■ Task details ■
Locate the word "requested" in the data below, then copy every line that holds it.

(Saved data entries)
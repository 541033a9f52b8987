//! Holiday bulk import through the service.

use timeledger_calendar::model::NewHoliday;
use timeledger_service::error::ServiceError;

use crate::helpers::*;

fn request() -> Vec<NewHoliday> {
    vec![
        NewHoliday {
            date: d(2026, 1, 1),
            name: "New Year".to_string(),
        },
        NewHoliday {
            date: d(2026, 1, 19),
            name: "MLK Day".to_string(),
        },
        NewHoliday {
            date: d(2026, 2, 16),
            name: "Presidents Day".to_string(),
        },
    ]
}

#[test_log::test(tokio::test)]
async fn second_import_creates_nothing() {
    let fixture = fixture(Vec::new(), Vec::new(), Vec::new()).await;

    let first = fixture
        .service
        .import_holidays(CENTER, request())
        .await
        .expect("imported");
    assert_eq!((first.requested, first.created, first.skipped), (3, 3, 0));

    let second = fixture
        .service
        .import_holidays(CENTER, request())
        .await
        .expect("imported");
    assert_eq!((second.requested, second.created, second.skipped), (3, 0, 3));
    assert!(second.holidays.is_empty());

    assert_eq!(fixture.store.holidays().len().await, 3);
    assert_eq!(fixture.store.audit_log().await.len(), 2);
}

#[tokio::test]
async fn repeated_dates_in_one_request_are_skipped() {
    let fixture = fixture(Vec::new(), Vec::new(), Vec::new()).await;
    let mut holidays = request();
    holidays.push(NewHoliday {
        date: d(2026, 1, 1),
        name: "New Year again".to_string(),
    });

    let import = fixture
        .service
        .import_holidays(CENTER, holidays)
        .await
        .expect("imported");

    assert_eq!((import.requested, import.created, import.skipped), (4, 3, 1));
    assert_eq!(import.holidays[0].name, "New Year");
}

#[tokio::test]
async fn existing_dates_are_skipped() {
    let fixture = fixture(
        Vec::new(),
        Vec::new(),
        vec![holiday(d(2026, 1, 19), "seeded")],
    )
    .await;

    let import = fixture
        .service
        .import_holidays(CENTER, request())
        .await
        .expect("imported");

    assert_eq!((import.created, import.skipped), (2, 1));
    assert!(import.holidays.iter().all(|h| h.date != d(2026, 1, 19)));
}

#[tokio::test]
async fn imported_holidays_tag_occurrences() {
    let fixture = fixture(vec![january_mondays(1)], Vec::new(), Vec::new()).await;
    fixture
        .service
        .import_holidays(CENTER, request())
        .await
        .expect("imported");

    let expansion = fixture.expand(january()).await.expect("expanded");

    let tagged: Vec<_> = expansion
        .schedules
        .iter()
        .filter(|s| s.is_holiday)
        .map(|s| s.date)
        .collect();
    assert_eq!(tagged, vec![d(2026, 1, 19)]);
}

#[tokio::test]
async fn unknown_center_is_rejected() {
    let fixture = fixture(Vec::new(), Vec::new(), Vec::new()).await;

    let result = fixture.service.import_holidays(42, request()).await;

    assert!(matches!(result, Err(ServiceError::NotFound(_))));
    assert!(fixture.store.holidays().is_empty().await);
}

■ Answer to the problem ■
    assert_eq!((first.requested, first.created, first.skipped), (3, 3, 0));
    assert_eq!((second.requested, second.created, second.skipped), (3, 0, 3));
    assert_eq!((import.requested, import.created, import.skipped), (4, 3, 1));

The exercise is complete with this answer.